4. Shifting while stopped is convenient, albeit not necessary as most bikes in the world prove.
5. Wheel hasn’t needed work, and it’s a reasonably light rim (Stans’ Arch). Even spoke tension/geometry. I had worried that the level of unsprung weight vs. a standard hub would be challenging to the wheel overall.

The less than ideal:
1. Braking: maybe my paper seal is done, maybe it’s my oil experiments, maybe it’s otherwise, but I semi frequently need to burn my rotor to get oil residue off which takes braking to a zilch until I rectify it. This is the only real problem I’ve had of consequence.
2. Slider system: seems to loosen up a bit more than I expected. Not that bad though. And not Rohloff’s fault.
3. Yeah it’s heavy. Especially in the 2013 world of carbon frames, superlight DT hubs, etc. You feel the weight when the bike spins up, that’s mass that needs to be accelerated.
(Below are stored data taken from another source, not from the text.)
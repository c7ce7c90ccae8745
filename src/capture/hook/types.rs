//! Core types for the hook system.
//!
//! - [`HookPriority`]: order in which hooks run
//! - [`HookContext`]: the intercepted call as hooks see it
//! - [`PreHookFn`] / [`PostHookFn`]: handler closures

use std::sync::Arc;

use crate::{
    capture::CallReturn,
    format::CallId,
    object::{InterfaceKind, ObjectRegistry, Wrapper},
    resolve::{Out, Value},
};

/// Priority level for hooks, controlling execution order.
///
/// Higher priority hooks run first.
///
/// | Constant | Value |
/// |----------|-------|
/// | [`HIGHEST`](Self::HIGHEST) | 1000 |
/// | [`HIGH`](Self::HIGH) | 500 |
/// | [`NORMAL`](Self::NORMAL) | 0 |
/// | [`LOW`](Self::LOW) | -500 |
/// | [`LOWEST`](Self::LOWEST) | -1000 |
///
/// ```rust,no_run
/// use capscope::capture::HookPriority;
///
/// assert!(HookPriority::HIGHEST > HookPriority::HIGH);
/// let between = HookPriority(750);
/// assert!(between > HookPriority::HIGH);
/// ```
#[derive(Clone, Copy, Debug, PartialEq, Eq, PartialOrd, Ord, Hash)]
pub struct HookPriority(pub i32);

impl HookPriority {
    /// Highest priority (value: 1000).
    pub const HIGHEST: Self = Self(1000);

    /// High priority (value: 500).
    pub const HIGH: Self = Self(500);

    /// Normal priority, the default (value: 0).
    pub const NORMAL: Self = Self(0);

    /// Low priority (value: -500).
    pub const LOW: Self = Self(-500);

    /// Lowest priority (value: -1000).
    ///
    /// Built-in bookkeeping hooks run here, after every user hook.
    pub const LOWEST: Self = Self(-1000);
}

impl Default for HookPriority {
    fn default() -> Self {
        Self::NORMAL
    }
}

/// The intercepted call as seen by hooks.
///
/// Only outermost calls reach hooks. Inputs are the arguments exactly as the application
/// passed them; outputs are the slots before the call (pre-hooks) or after wrapping
/// (post-hooks).
pub struct HookContext<'a> {
    /// The operation.
    pub call: CallId,
    /// The wrapper the method was invoked on, `None` for free functions.
    pub this: Option<&'a Arc<Wrapper>>,
    /// Inputs as supplied by the application.
    pub inputs: &'a [Value],
    /// Out-parameter slots.
    pub outputs: &'a [Out],
    /// Capture-local id of the calling thread.
    pub thread_id: u64,
    /// The registry, for looking up wrappers and registering handle ranges.
    pub registry: &'a ObjectRegistry,
}

impl HookContext<'_> {
    /// Interface kind of `this`, `None` for free functions.
    #[must_use]
    pub fn kind(&self) -> Option<InterfaceKind> {
        self.this.map(|wrapper| wrapper.kind())
    }
}

impl std::fmt::Debug for HookContext<'_> {
    fn fmt(&self, f: &mut std::fmt::Formatter<'_>) -> std::fmt::Result {
        f.debug_struct("HookContext")
            .field("call", &self.call)
            .field("this", &self.this.map(|wrapper| wrapper.capture_id()))
            .field("inputs", &self.inputs.len())
            .field("outputs", &self.outputs.len())
            .field("thread_id", &self.thread_id)
            .finish_non_exhaustive()
    }
}

/// Handler run before the call is forwarded.
pub type PreHookFn = Arc<dyn Fn(&HookContext<'_>) + Send + Sync>;

/// Handler run after the call returned, with its result.
pub type PostHookFn = Arc<dyn Fn(&HookContext<'_>, &CallReturn) + Send + Sync>;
I actually believe this thing could “easily” be a pound lighter, if not more. Just not commercially viable… it’d be a very niche item at the price to support that design, test and manufacture effort.

1. Simple weight saving – attach it with different method than giant nuts. Light DT RWS style thru axle makes a lot of sense.
2. Gearing mechanism – tough to opine on me finding weight savings here, but it’d be nice. Weight and cost are the only thing holding this back from mass appeal. That’s a lot of dead weight to have tensioned in the center of a rim.